(YOUR ASSIGNMENT): From the line containing "pub fn from_json_str(s: &str)" down to the final line of the entries below, restate each line word for word and add nothing.

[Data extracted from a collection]
........

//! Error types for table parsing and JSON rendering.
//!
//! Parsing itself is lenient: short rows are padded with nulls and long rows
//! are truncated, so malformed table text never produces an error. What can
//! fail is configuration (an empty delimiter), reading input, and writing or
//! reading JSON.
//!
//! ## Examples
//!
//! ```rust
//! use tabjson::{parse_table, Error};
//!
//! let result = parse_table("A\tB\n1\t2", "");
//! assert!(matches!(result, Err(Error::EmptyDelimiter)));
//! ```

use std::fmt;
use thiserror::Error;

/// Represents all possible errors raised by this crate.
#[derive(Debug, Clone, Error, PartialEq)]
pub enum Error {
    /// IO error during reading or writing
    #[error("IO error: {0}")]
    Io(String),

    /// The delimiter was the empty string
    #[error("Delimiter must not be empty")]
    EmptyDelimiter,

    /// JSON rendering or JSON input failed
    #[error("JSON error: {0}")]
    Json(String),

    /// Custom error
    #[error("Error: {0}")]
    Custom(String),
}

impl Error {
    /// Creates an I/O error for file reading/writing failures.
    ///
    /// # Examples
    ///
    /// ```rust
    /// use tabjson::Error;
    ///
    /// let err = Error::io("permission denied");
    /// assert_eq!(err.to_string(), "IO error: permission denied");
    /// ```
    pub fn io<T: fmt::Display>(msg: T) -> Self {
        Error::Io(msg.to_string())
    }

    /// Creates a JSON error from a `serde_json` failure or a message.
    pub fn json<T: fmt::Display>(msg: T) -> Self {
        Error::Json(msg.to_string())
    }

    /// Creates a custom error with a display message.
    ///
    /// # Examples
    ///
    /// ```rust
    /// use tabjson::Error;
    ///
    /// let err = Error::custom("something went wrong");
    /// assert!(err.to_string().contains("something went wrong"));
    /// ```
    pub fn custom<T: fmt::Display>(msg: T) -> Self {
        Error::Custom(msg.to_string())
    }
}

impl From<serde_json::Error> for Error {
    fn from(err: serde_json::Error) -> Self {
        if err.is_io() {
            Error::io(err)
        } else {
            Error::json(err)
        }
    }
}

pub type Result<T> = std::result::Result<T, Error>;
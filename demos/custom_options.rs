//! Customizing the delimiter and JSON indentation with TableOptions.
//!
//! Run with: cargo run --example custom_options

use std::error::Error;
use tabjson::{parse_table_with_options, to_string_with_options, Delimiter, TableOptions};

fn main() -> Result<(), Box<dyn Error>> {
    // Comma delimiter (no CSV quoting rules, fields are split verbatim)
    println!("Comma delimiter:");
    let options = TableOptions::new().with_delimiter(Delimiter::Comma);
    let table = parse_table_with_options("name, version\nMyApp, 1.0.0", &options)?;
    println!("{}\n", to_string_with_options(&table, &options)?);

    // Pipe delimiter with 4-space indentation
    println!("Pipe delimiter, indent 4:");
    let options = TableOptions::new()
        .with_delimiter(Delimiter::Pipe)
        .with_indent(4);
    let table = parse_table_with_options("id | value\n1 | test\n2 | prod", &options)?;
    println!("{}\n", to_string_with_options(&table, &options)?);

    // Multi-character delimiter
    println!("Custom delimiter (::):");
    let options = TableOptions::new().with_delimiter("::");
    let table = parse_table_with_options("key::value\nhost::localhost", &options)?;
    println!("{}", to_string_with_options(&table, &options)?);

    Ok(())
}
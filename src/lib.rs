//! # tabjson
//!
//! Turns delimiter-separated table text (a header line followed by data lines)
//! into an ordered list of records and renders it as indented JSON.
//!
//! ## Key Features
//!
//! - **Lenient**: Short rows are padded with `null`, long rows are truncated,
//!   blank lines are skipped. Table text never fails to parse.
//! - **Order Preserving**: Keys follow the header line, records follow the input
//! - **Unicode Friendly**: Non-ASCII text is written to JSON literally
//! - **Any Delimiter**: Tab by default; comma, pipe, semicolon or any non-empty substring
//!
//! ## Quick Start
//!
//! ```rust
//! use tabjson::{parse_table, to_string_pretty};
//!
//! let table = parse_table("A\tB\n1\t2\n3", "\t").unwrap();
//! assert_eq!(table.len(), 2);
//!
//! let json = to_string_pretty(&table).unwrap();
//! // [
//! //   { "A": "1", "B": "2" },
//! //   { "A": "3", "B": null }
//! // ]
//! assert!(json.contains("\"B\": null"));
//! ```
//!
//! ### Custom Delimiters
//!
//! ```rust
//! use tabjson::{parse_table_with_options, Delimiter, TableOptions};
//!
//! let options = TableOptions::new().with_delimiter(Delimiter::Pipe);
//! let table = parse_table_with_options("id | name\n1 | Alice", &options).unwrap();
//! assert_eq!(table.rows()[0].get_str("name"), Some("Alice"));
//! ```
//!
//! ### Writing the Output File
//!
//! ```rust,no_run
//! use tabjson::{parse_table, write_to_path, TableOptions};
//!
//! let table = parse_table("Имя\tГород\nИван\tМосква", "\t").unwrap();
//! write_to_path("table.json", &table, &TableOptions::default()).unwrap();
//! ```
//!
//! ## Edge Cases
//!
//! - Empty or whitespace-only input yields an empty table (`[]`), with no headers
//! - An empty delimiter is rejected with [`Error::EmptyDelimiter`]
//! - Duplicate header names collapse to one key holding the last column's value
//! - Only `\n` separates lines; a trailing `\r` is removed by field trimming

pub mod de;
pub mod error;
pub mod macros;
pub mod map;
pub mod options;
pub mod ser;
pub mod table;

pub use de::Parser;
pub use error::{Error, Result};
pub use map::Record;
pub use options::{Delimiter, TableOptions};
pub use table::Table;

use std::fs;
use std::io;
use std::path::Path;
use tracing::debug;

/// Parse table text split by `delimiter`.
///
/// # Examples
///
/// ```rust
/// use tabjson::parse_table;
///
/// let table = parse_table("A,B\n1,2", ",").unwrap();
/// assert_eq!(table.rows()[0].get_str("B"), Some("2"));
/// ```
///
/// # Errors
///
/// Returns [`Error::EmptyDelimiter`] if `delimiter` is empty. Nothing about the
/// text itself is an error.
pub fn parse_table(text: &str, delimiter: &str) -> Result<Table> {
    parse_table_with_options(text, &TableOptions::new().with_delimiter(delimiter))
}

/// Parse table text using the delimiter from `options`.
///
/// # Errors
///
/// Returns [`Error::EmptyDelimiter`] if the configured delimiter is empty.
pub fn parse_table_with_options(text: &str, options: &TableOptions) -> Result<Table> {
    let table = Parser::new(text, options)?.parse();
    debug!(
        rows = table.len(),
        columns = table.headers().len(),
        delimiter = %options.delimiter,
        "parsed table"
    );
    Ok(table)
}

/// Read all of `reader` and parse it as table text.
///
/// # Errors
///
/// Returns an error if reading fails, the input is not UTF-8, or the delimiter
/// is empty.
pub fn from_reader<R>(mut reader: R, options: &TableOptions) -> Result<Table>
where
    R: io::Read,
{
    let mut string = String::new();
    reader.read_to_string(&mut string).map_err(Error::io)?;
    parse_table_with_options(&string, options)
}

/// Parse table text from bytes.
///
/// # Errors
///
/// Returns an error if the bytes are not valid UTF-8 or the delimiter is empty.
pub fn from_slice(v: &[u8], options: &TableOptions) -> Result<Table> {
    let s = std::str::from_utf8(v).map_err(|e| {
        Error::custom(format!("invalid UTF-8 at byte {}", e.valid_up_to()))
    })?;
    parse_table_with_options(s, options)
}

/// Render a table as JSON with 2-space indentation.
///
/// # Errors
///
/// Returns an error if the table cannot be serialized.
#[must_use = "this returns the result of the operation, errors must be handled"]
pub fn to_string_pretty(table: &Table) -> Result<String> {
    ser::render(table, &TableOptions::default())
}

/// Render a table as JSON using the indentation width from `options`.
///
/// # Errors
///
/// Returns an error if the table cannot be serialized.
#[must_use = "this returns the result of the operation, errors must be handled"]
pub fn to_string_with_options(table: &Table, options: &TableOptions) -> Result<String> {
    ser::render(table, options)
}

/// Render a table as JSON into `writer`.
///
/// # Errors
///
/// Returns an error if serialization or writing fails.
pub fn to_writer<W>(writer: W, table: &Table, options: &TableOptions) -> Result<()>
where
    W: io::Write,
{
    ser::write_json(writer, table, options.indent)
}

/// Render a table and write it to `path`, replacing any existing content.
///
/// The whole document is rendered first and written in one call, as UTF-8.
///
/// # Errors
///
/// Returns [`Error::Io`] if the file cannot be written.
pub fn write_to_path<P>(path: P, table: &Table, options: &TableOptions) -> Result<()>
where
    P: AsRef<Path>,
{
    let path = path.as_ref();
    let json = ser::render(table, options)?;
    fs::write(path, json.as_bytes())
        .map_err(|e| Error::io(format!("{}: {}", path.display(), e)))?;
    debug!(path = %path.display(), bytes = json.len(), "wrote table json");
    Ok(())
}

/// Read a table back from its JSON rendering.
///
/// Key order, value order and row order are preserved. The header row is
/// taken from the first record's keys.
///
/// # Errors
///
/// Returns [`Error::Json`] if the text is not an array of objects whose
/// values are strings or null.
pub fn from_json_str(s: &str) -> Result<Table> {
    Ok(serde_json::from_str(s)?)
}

........

(RESULT OF THIS EXERCISE):
pub fn from_json_str(s: &str) -> Result<Table> {
    Ok(serde_json::from_str(s)?)
}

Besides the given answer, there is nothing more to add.